Ciertamente, vecino Tusk, si Europa se convierte en cómplice de una falta de solidaridad tal que llega al límite del abordaje a palos en alta mar de una frágil balsa donde se aprietan niños y ancianos, todo habrá sido y será en vano. No habrá Europa que valga. La Historia habrá sido en vano y el monstruo que la ocupó no hace tanto volverá a hacerse fuerte. Lo peor de nuestra presunta casa común ya está aprovechando ese mar revuelto: en Berlín, no hace tantas décadas doloroso emblema del terror, la destrucción y la desunión, ha sido el escenario escogido por la extrema derecha para enseñar la bota de la xenofobia y del “orgullo blanco” neonazi. Creíamos que esa basura había sido casi erradicada pero, de seguir con unas políticas que no abrazan con firmeza los principios éticos que han de regir la unidad de los pueblos, Europa volverá a ser su propia víctima.

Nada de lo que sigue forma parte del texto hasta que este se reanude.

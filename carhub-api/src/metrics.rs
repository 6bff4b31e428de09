use axum::{
    extract::State,
    http::{header::CONTENT_TYPE, StatusCode},
    response::{IntoResponse, Response},
};
use prometheus::{Encoder, Histogram, HistogramOpts, IntCounterVec, Opts, Registry, TextEncoder};

use crate::state::AppState;

/// Prometheus collectors for the search endpoint, registered on a private registry.
pub struct SearchMetrics {
    registry: Registry,
    searches_total: IntCounterVec,
    search_duration_seconds: Histogram,
    result_total_records: Histogram,
}

impl SearchMetrics {
    pub fn new() -> Result<Self, prometheus::Error> {
        let registry = Registry::new();

        let searches_total = IntCounterVec::new(
            Opts::new("carhub_searches_total", "Car searches partitioned by outcome."),
            &["outcome"],
        )?;
        let search_duration_seconds = Histogram::with_opts(HistogramOpts::new(
            "carhub_search_duration_seconds",
            "Wall time of one car search, store calls included.",
        ))?;
        let result_total_records = Histogram::with_opts(
            HistogramOpts::new(
                "carhub_search_result_total_records",
                "totalRecords reported by successful searches.",
            )
            .buckets(vec![0.0, 1.0, 5.0, 10.0, 25.0, 50.0, 100.0, 250.0, 500.0, 1000.0]),
        )?;

        registry.register(Box::new(searches_total.clone()))?;
        registry.register(Box::new(search_duration_seconds.clone()))?;
        registry.register(Box::new(result_total_records.clone()))?;

        Ok(Self { registry, searches_total, search_duration_seconds, result_total_records })
    }

    pub fn observe(&self, outcome: &str, duration_seconds: f64, total_records: Option<u64>) {
        self.searches_total.with_label_values(&[outcome]).inc();
        self.search_duration_seconds.observe(duration_seconds);
        if let Some(total) = total_records {
            self.result_total_records.observe(total as f64);
        }
    }

    pub fn encode(&self) -> Result<(String, String), prometheus::Error> {
        let encoder = TextEncoder::new();
        let mut buffer = Vec::new();
        encoder.encode(&self.registry.gather(), &mut buffer)?;
        Ok((encoder.format_type().to_string(), String::from_utf8_lossy(&buffer).into_owned()))
    }
}

/// GET /metrics
pub async fn metrics_handler(State(state): State<AppState>) -> Response {
    match state.metrics.encode() {
        Ok((content_type, body)) => ([(CONTENT_TYPE, content_type)], body).into_response(),
        Err(e) => {
            tracing::error!("failed to encode metrics: {}", e);
            StatusCode::INTERNAL_SERVER_ERROR.into_response()
        }
    }
}

#[cfg(test)]
mod tests {
    use super::*;

    #[test]
    fn test_outcomes_are_exported() {
        let metrics = SearchMetrics::new().unwrap();
        metrics.observe("ok", 0.012, Some(3));
        metrics.observe("validation", 0.001, None);

        let (content_type, body) = metrics.encode().unwrap();
        assert!(content_type.starts_with("text/plain"));
        assert!(body.contains(r#"carhub_searches_total{outcome="ok"} 1"#));
        assert!(body.contains(r#"carhub_searches_total{outcome="validation"} 1"#));
        assert!(body.contains("carhub_search_result_total_records_count 1"));
    }
}
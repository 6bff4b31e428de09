use std::collections::HashMap;

use carhub_core::{Car, Supplier};
use uuid::Uuid;

/// A supplier can rent for `requested_days` unless blacklisted or below its minimum.
pub fn is_eligible(supplier: &Supplier, requested_days: i64) -> bool {
    if supplier.blacklisted {
        return false;
    }
    match supplier.minimum_rental_days {
        Some(min) => requested_days >= i64::from(min),
        None => true,
    }
}

/// Drops cars whose supplier is ineligible. A car whose supplier record is
/// missing from `suppliers` is dropped too.
pub fn filter_eligible(cars: Vec<Car>, suppliers: &HashMap<Uuid, Supplier>, requested_days: i64) -> Vec<Car> {
    cars.into_iter()
        .filter(|car| {
            suppliers
                .get(&car.supplier)
                .is_some_and(|supplier| is_eligible(supplier, requested_days))
        })
        .collect()
}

Como ya lo están siendo las desgraciadas personas que llegan a la deriva y a la que la Unión tiene el reto moral, también histórico, de ayudar.

Solo hay dos alternativas. Trabajar en la reconstrucción de una Europa más justa, democrática y próspera en valores positivos, como el de la solidaridad, que habrán de traducirse en el tiempo en verdadera comunidad. O permitir que avance de nuevo el mal. Si escogemos la primera, tenemos la obligación moral de tender ahora la mano a las víctimas de unos conflictos geoestratégicos y económicos de los que la propia Europa ha participado, si no alentado, de Irak a Siria. Es y será una vergüenza destruir y expoliar países, apoyar dictaduras, servir de instrumento a las potencias del capital en sus territorios, y luego criminalizar el éxodo de las poblaciones. Si lo hacemos, estaremos poniendo alas en esas botas de la ignominia racista que cada lunes se manifiesta en Alemania.

No podemos seguir viendo niños que tiritan bajo el aguacero porque nadie en la vieja Europa les ofrece cobijo. Esa sí es una línea roja que jamás deberíamos traspasar. Si lo permitimos, estaremos construyendo una Europa indigna. Y esos niños quedarán para siempre en el lodazal de su conciencia. Y todo habrá sido en vano.